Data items
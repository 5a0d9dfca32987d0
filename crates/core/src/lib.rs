pub mod domain;
pub mod error;
pub mod ingest;
pub mod pipeline;
pub mod time;

pub mod config {
    use anyhow::Context;
    use std::time::Duration;

    pub const DEFAULT_NEWS_SEARCH_TERM: &str = "inflacion";
    pub const DEFAULT_SIMULATION_SEED: u64 = 42;
    pub const DEFAULT_UPSTREAM_TIMEOUT_SECS: u64 = 30;
    pub const DEFAULT_FETCH_WORKERS: usize = 3;

    #[derive(Debug, Clone, Copy, PartialEq, Eq)]
    pub enum UpstreamMode {
        Http,
        Simulated,
    }

    #[derive(Debug, Clone)]
    pub struct Settings {
        pub news_service_url: Option<String>,
        pub index_service_url: Option<String>,
        pub news_search_term: String,
        pub upstream_mode: UpstreamMode,
        pub simulation_seed: u64,
        pub upstream_timeout: Duration,
        pub fetch_workers: usize,
        pub sentry_dsn: Option<String>,
    }

    impl Settings {
        pub fn from_env() -> anyhow::Result<Self> {
            let upstream_mode = match std::env::var("UPSTREAM_MODE")
                .ok()
                .map(|s| s.trim().to_ascii_lowercase())
                .as_deref()
            {
                None | Some("") | Some("http") => UpstreamMode::Http,
                Some("simulated") => UpstreamMode::Simulated,
                Some(other) => anyhow::bail!("UPSTREAM_MODE must be http or simulated (got {other})"),
            };

            let timeout_secs = std::env::var("UPSTREAM_TIMEOUT_SECS")
                .ok()
                .and_then(|s| s.parse::<u64>().ok())
                .unwrap_or(DEFAULT_UPSTREAM_TIMEOUT_SECS);

            let fetch_workers = std::env::var("FETCH_WORKERS")
                .ok()
                .and_then(|s| s.parse::<usize>().ok())
                .filter(|n| *n > 0)
                .unwrap_or(DEFAULT_FETCH_WORKERS);

            Ok(Self {
                news_service_url: non_empty_var("NEWS_SERVICE_URL"),
                index_service_url: non_empty_var("INDEX_SERVICE_URL"),
                news_search_term: non_empty_var("NEWS_SEARCH_TERM")
                    .unwrap_or_else(|| DEFAULT_NEWS_SEARCH_TERM.to_string()),
                upstream_mode,
                simulation_seed: std::env::var("SIMULATION_SEED")
                    .ok()
                    .and_then(|s| s.parse::<u64>().ok())
                    .unwrap_or(DEFAULT_SIMULATION_SEED),
                upstream_timeout: Duration::from_secs(timeout_secs),
                fetch_workers,
                sentry_dsn: non_empty_var("SENTRY_DSN"),
            })
        }

        pub fn require_news_service_url(&self) -> anyhow::Result<&str> {
            self.news_service_url
                .as_deref()
                .context("NEWS_SERVICE_URL is required")
        }

        pub fn require_index_service_url(&self) -> anyhow::Result<&str> {
            self.index_service_url
                .as_deref()
                .context("INDEX_SERVICE_URL is required")
        }
    }

    impl Default for Settings {
        fn default() -> Self {
            Self {
                news_service_url: None,
                index_service_url: None,
                news_search_term: DEFAULT_NEWS_SEARCH_TERM.to_string(),
                upstream_mode: UpstreamMode::Http,
                simulation_seed: DEFAULT_SIMULATION_SEED,
                upstream_timeout: Duration::from_secs(DEFAULT_UPSTREAM_TIMEOUT_SECS),
                fetch_workers: DEFAULT_FETCH_WORKERS,
                sentry_dsn: None,
            }
        }
    }

    fn non_empty_var(key: &str) -> Option<String> {
        std::env::var(key).ok().filter(|s| !s.trim().is_empty())
    }
}
use crate::domain::records::{DailyNewsRecord, IndexRecord, MergedRecord};
use chrono::NaiveDate;
use std::collections::BTreeMap;

/// Inner join on exact date. Output follows the order of `index`; index days
/// without a news entry are dropped.
pub fn merge_on_date(
    daily_news: &BTreeMap<NaiveDate, DailyNewsRecord>,
    index: &[IndexRecord],
) -> Vec<MergedRecord> {
    index
        .iter()
        .filter_map(|idx| {
            let news = daily_news.get(&idx.date)?;
            Some(MergedRecord {
                date: idx.date,
                news_count: news.news_count,
                analysis: news.analysis.clone(),
                value: idx.value,
                change: idx.change,
                volume: idx.volume,
            })
        })
        .collect()
}

#[cfg(test)]
mod tests {
    use super::*;
    use serde_json::Map;

    fn d(day: u32) -> NaiveDate {
        NaiveDate::from_ymd_opt(2024, 1, day).unwrap()
    }

    fn news(days: &[u32]) -> BTreeMap<NaiveDate, DailyNewsRecord> {
        days.iter()
            .map(|&day| {
                (
                    d(day),
                    DailyNewsRecord {
                        date: d(day),
                        news_count: day as u64,
                        analysis: Map::new(),
                    },
                )
            })
            .collect()
    }

    fn index(days: &[u32]) -> Vec<IndexRecord> {
        days.iter()
            .map(|&day| IndexRecord {
                date: d(day),
                value: 1400.0 + day as f64,
                change: 0.5,
                volume: 1_000,
            })
            .collect()
    }

    #[test]
    fn keeps_only_dates_present_on_both_sides() {
        let daily = news(&[1, 2, 3, 5]);
        let idx = index(&[2, 3, 4, 5, 6]);
        let merged = merge_on_date(&daily, &idx);

        let dates: Vec<_> = merged.iter().map(|m| m.date).collect();
        assert_eq!(dates, vec![d(2), d(3), d(5)]);
        assert!(merged.len() <= daily.len().min(idx.len()));
        for m in &merged {
            assert!(daily.contains_key(&m.date));
            assert!(idx.iter().any(|i| i.date == m.date));
        }
        assert_eq!(merged[2].news_count, 5);
        assert_eq!(merged[2].value, 1405.0);
    }

    #[test]
    fn follows_index_order() {
        let daily = news(&[1, 2, 3]);
        let idx = index(&[3, 1, 2]);
        let dates: Vec<_> = merge_on_date(&daily, &idx).iter().map(|m| m.date).collect();
        assert_eq!(dates, vec![d(3), d(1), d(2)]);
    }

    #[test]
    fn empty_news_yields_empty_merge() {
        assert!(merge_on_date(&BTreeMap::new(), &index(&[1, 2])).is_empty());
    }
}
use tracing_subscriber::EnvFilter;
use tracing_subscriber::{layer::SubscriberExt, util::SubscriberInitExt};

use colcap_core::pipeline::Aggregator;

mod routes;

const DEFAULT_PORT: u16 = 5000;

#[tokio::main]
async fn main() -> anyhow::Result<()> {
    dotenvy::dotenv().ok();

    let settings = colcap_core::config::Settings::from_env()?;
    let _sentry_guard = init_sentry(&settings);

    tracing_subscriber::registry()
        .with(EnvFilter::from_default_env())
        .with(tracing_subscriber::fmt::layer())
        .with(sentry_tracing::layer())
        .init();

    let aggregator = match Aggregator::from_settings(&settings) {
        Ok(aggregator) => aggregator,
        Err(e) => {
            sentry_anyhow::capture_anyhow(&e);
            tracing::error!(error = %e, "upstream configuration invalid; refusing to start");
            return Err(e);
        }
    };

    tracing::info!(
        mode = ?settings.upstream_mode,
        workers = settings.fetch_workers,
        timeout = ?settings.upstream_timeout,
        "aggregator configured"
    );

    let app = routes::router(routes::AppState { aggregator });

    let port: u16 = std::env::var("PORT")
        .ok()
        .and_then(|v| v.parse().ok())
        .unwrap_or(DEFAULT_PORT);
    let addr = std::net::SocketAddr::from(([0, 0, 0, 0], port));

    tracing::info!(%addr, "api listening");

    let listener = tokio::net::TcpListener::bind(addr).await?;
    axum::serve(listener, app)
        .with_graceful_shutdown(shutdown_signal())
        .await?;

    Ok(())
}

async fn shutdown_signal() {
    let _ = tokio::signal::ctrl_c().await;
}

fn init_sentry(settings: &colcap_core::config::Settings) -> Option<sentry::ClientInitGuard> {
    let dsn = settings.sentry_dsn.as_deref()?;
    Some(sentry::init((
        dsn,
        sentry::ClientOptions {
            release: sentry::release_name!(),
            ..Default::default()
        },
    )))
}
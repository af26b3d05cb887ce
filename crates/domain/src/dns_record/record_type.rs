use std::fmt;
use std::str::FromStr;

/// Record types this crate can name.
///
/// Only `A` and `MX` have their RDATA interpreted; the others exist so that
/// questions and records can be displayed with their usual mnemonic.
#[derive(Debug, Clone, Copy, PartialEq, Eq, Hash)]
pub enum RecordType {
    A,
    NS,
    CNAME,
    SOA,
    PTR,
    MX,
    TXT,
    AAAA,
}

impl RecordType {
    pub fn as_str(&self) -> &'static str {
        match self {
            RecordType::A => "A",
            RecordType::NS => "NS",
            RecordType::CNAME => "CNAME",
            RecordType::SOA => "SOA",
            RecordType::PTR => "PTR",
            RecordType::MX => "MX",
            RecordType::TXT => "TXT",
            RecordType::AAAA => "AAAA",
        }
    }

    pub fn to_u16(&self) -> u16 {
        match self {
            RecordType::A => 1,
            RecordType::NS => 2,
            RecordType::CNAME => 5,
            RecordType::SOA => 6,
            RecordType::PTR => 12,
            RecordType::MX => 15,
            RecordType::TXT => 16,
            RecordType::AAAA => 28,
        }
    }

    pub fn from_u16(code: u16) -> Option<Self> {
        match code {
            1 => Some(RecordType::A),
            2 => Some(RecordType::NS),
            5 => Some(RecordType::CNAME),
            6 => Some(RecordType::SOA),
            12 => Some(RecordType::PTR),
            15 => Some(RecordType::MX),
            16 => Some(RecordType::TXT),
            28 => Some(RecordType::AAAA),
            _ => None,
        }
    }

    /// Mnemonic for a raw TYPE value, `TYPE<n>` when the code has no name.
    pub fn mnemonic(code: u16) -> String {
        match Self::from_u16(code) {
            Some(rt) => rt.as_str().to_string(),
            None => format!("TYPE{}", code),
        }
    }
}

impl fmt::Display for RecordType {
    fn fmt(&self, f: &mut fmt::Formatter<'_>) -> fmt::Result {
        write!(f, "{}", self.as_str())
    }
}

impl FromStr for RecordType {
    type Err = String;

    fn from_str(s: &str) -> Result<Self, Self::Err> {
        match s.to_uppercase().as_str() {
            "A" => Ok(RecordType::A),
            "NS" => Ok(RecordType::NS),
            "CNAME" => Ok(RecordType::CNAME),
            "SOA" => Ok(RecordType::SOA),
            "PTR" => Ok(RecordType::PTR),
            "MX" => Ok(RecordType::MX),
            "TXT" => Ok(RecordType::TXT),
            "AAAA" => Ok(RecordType::AAAA),
            _ => Err(format!("Unknown record type: {}", s)),
        }
    }
}
pub mod udp;

use async_trait::async_trait;
use ferrous_lookup_domain::DomainError;
use std::io;
use std::net::SocketAddr;
use std::time::Duration;

pub use udp::{validate_response_id, UdpTransport};

#[derive(Debug)]
pub struct TransportResponse {
    pub bytes: Vec<u8>,

    pub protocol_used: &'static str,
}

/// Opaque request/response exchange with one resolver.
///
/// Implementations send the datagram once and hand back whatever single
/// reply arrives; timeouts are theirs to enforce, retries are nobody's.
#[async_trait]
pub trait DnsTransport: Send + Sync {
    async fn send(
        &self,
        message_bytes: &[u8],
        timeout: Duration,
    ) -> Result<TransportResponse, DomainError>;

    fn protocol_name(&self) -> &'static str;

    fn server_addr(&self) -> SocketAddr;
}

pub(crate) fn map_io_error(server: SocketAddr, err: io::Error) -> DomainError {
    let server = server.to_string();
    match err.kind() {
        io::ErrorKind::TimedOut | io::ErrorKind::WouldBlock => {
            DomainError::TransportTimeout { server }
        }
        io::ErrorKind::ConnectionRefused => DomainError::TransportConnectionRefused { server },
        io::ErrorKind::ConnectionReset | io::ErrorKind::ConnectionAborted => {
            DomainError::TransportConnectionReset { server }
        }
        _ => DomainError::TransportIo {
            server,
            reason: err.to_string(),
        },
    }
}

Exercise:
Word for word, repeat the data from its first line through the line with "pub const DEFAULT_FETCH_WORKERS: usize", including both of those lines and no others.

Answer to this task:
repository 5a0d9dfca32987d0
filename crates/core/src/lib.rs
pub mod domain;
pub mod error;
pub mod ingest;
pub mod pipeline;
pub mod time;

pub mod config {
    use anyhow::Context;
    use std::time::Duration;

    pub const DEFAULT_NEWS_SEARCH_TERM: &str = "inflacion";
    pub const DEFAULT_SIMULATION_SEED: u64 = 42;
    pub const DEFAULT_UPSTREAM_TIMEOUT_SECS: u64 = 30;
    pub const DEFAULT_FETCH_WORKERS: usize = 3;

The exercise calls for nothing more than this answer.